My words come out much more easily when they are written rather than spoken. I have a lot to say—things I want to shout as loudly as I can—but instead, I stay silent. If I have my laptop in these moments, I’ll type pages and pages until every word inside me is out. People might find it strange that I appear so confident when writing blogs that are potentially seen by so many people online whom I don’t know, but talking about my opinions to a small group of people I know well is too scary.
As I’m writing this, today is Rare Disease Day. This day feels very important to me, as it is the one day a year that celebrates and brings awareness to the many diseases and disabilities that are generally not given the recognition they deserve. People whom Rare Disease Day focuses on have so many strengths alongside the weaknesses and challenges that their conditions bring, and that deserves to always be celebrated and recognised.
Ataxia has made writing my greatest strength, as I have learned to use my words in such a way that allows me to advocate for myself. I have also become an expert at boxes. I have never met a form that accommodates Cerebellar Ataxia into its neat little boxes dictated by society. I have adapted to weave in the spaces between these boxes and decide which aspects of my identity can fit into the expectation. But there never seems to be quite enough room for the ‘abnormalities’ that are never seen. The world wants those who are rare and unique to hide themselves behind the mask of ‘normality’ and try not to be too ‘weird.’ I don’t want to be society’s expectation. I will be as ‘abnormal’ and ‘weird’ as I want, because my rareness is what makes me unique—and that is my strength. I hope that one day the expectation can change and everyone will see that their uniqueness is their strength.

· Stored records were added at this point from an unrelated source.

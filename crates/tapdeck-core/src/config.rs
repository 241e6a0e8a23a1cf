//! Daemon configuration.
//!
//! Configuration is a TOML file read once at startup. A missing file is not
//! an error; every field has a default so a bare install runs with probing
//! enabled and sounds on.
//!
//! ```toml
//! [reader]
//! connection = "pn532_uart:/dev/ttyUSB0"
//! probe = false
//!
//! [sound]
//! disabled = true
//!
//! [paths]
//! mappings = "/media/data/tapdeck.csv"
//! ```

use std::path::{Path, PathBuf};

use serde::{Deserialize, Serialize};

use crate::constants::{
    DEFAULT_COMMAND_PIPE, DEFAULT_MAPPINGS_PATH, DEFAULT_RUNTIME_DIR, FAIL_SOUND_FILE,
    LAST_SCAN_FILE, LAUNCHER_DISABLED_FILE, PID_FILE, SOCKET_FILE, SUCCESS_SOUND_FILE,
};
use crate::error::{Error, Result};

/// Reader connection settings.
#[derive(Debug, Clone, Serialize, Deserialize)]
#[serde(default)]
pub struct ReaderConfig {
    /// libnfc-style connection string, e.g. `pn532_uart:/dev/ttyUSB0`.
    /// Empty means "probe if allowed".
    pub connection: String,

    /// Whether to enumerate `/dev/serial/by-id` when no connection string
    /// is configured.
    pub probe: bool,
}

impl Default for ReaderConfig {
    fn default() -> Self {
        Self {
            connection: String::new(),
            probe: true,
        }
    }
}

/// Sound feedback settings.
#[derive(Debug, Clone, Default, Serialize, Deserialize)]
#[serde(default)]
pub struct SoundConfig {
    /// Suppress the success/fail sounds entirely.
    pub disabled: bool,
}

/// Filesystem locations.
#[derive(Debug, Clone, Serialize, Deserialize)]
#[serde(default)]
pub struct PathsConfig {
    /// Directory for the socket, pidfile, sentinel and sound files.
    pub runtime_dir: PathBuf,

    /// User-editable mappings database.
    pub mappings: PathBuf,
}

impl Default for PathsConfig {
    fn default() -> Self {
        Self {
            runtime_dir: PathBuf::from(DEFAULT_RUNTIME_DIR),
            mappings: PathBuf::from(DEFAULT_MAPPINGS_PATH),
        }
    }
}

/// Launch host settings.
#[derive(Debug, Clone, Serialize, Deserialize)]
#[serde(default)]
pub struct LauncherConfig {
    /// Command pipe of the game-launch host.
    pub command_pipe: PathBuf,

    /// Directories scanned to index games per system.
    pub library_roots: Vec<PathBuf>,
}

impl Default for LauncherConfig {
    fn default() -> Self {
        Self {
            command_pipe: PathBuf::from(DEFAULT_COMMAND_PIPE),
            library_roots: vec![PathBuf::from("/media/games")],
        }
    }
}

/// Complete daemon configuration.
#[derive(Debug, Clone, Default, Serialize, Deserialize)]
#[serde(default)]
pub struct Config {
    pub reader: ReaderConfig,
    pub sound: SoundConfig,
    pub paths: PathsConfig,
    pub launcher: LauncherConfig,
}

impl Config {
    /// Load configuration from a TOML file.
    ///
    /// A missing file yields the defaults; a present but malformed file is
    /// an error so a typo never silently reverts the reader settings.
    ///
    /// # Errors
    ///
    /// Returns [`Error::Config`] if the file exists but cannot be read or
    /// parsed.
    pub fn load(path: &Path) -> Result<Self> {
        if !path.exists() {
            return Ok(Self::default());
        }

        let raw = std::fs::read_to_string(path)
            .map_err(|e| Error::config(format!("reading {}: {e}", path.display())))?;
        toml::from_str(&raw).map_err(|e| Error::config(format!("parsing {}: {e}", path.display())))
    }

    /// Set the reader connection string.
    pub fn with_connection(mut self, connection: impl Into<String>) -> Self {
        self.reader.connection = connection.into();
        self
    }

    /// Set the runtime directory.
    pub fn with_runtime_dir(mut self, dir: impl Into<PathBuf>) -> Self {
        self.paths.runtime_dir = dir.into();
        self
    }

    /// Set the mappings database path.
    pub fn with_mappings(mut self, path: impl Into<PathBuf>) -> Self {
        self.paths.mappings = path.into();
        self
    }

    pub fn socket_path(&self) -> PathBuf {
        self.paths.runtime_dir.join(SOCKET_FILE)
    }

    pub fn pid_path(&self) -> PathBuf {
        self.paths.runtime_dir.join(PID_FILE)
    }

    pub fn sentinel_path(&self) -> PathBuf {
        self.paths.runtime_dir.join(LAUNCHER_DISABLED_FILE)
    }

    pub fn last_scan_path(&self) -> PathBuf {
        self.paths.runtime_dir.join(LAST_SCAN_FILE)
    }

    pub fn success_sound_path(&self) -> PathBuf {
        self.paths.runtime_dir.join(SUCCESS_SOUND_FILE)
    }

    pub fn fail_sound_path(&self) -> PathBuf {
        self.paths.runtime_dir.join(FAIL_SOUND_FILE)
    }
}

It’s funny that writing is my strength when it is also one of my biggest challenges. My cerebellum really doesn’t like handwriting, which makes expressing myself very difficult if my laptop isn’t nearby. It’s important that people know the challenges of my condition unfortunately impact every aspect of my life all the time, no matter how confident I may come across on the page. In the moments when Ataxia’s challenges are too great, I’m so lucky to have people in my life who speak up for me when I can’t speak up for myself. Everyone deserves that; everyone deserves a voice all year round, not just on Rare Disease Day.
I want my writing to bring more awareness to Rare Disease Day and to all the incredible people affected by it.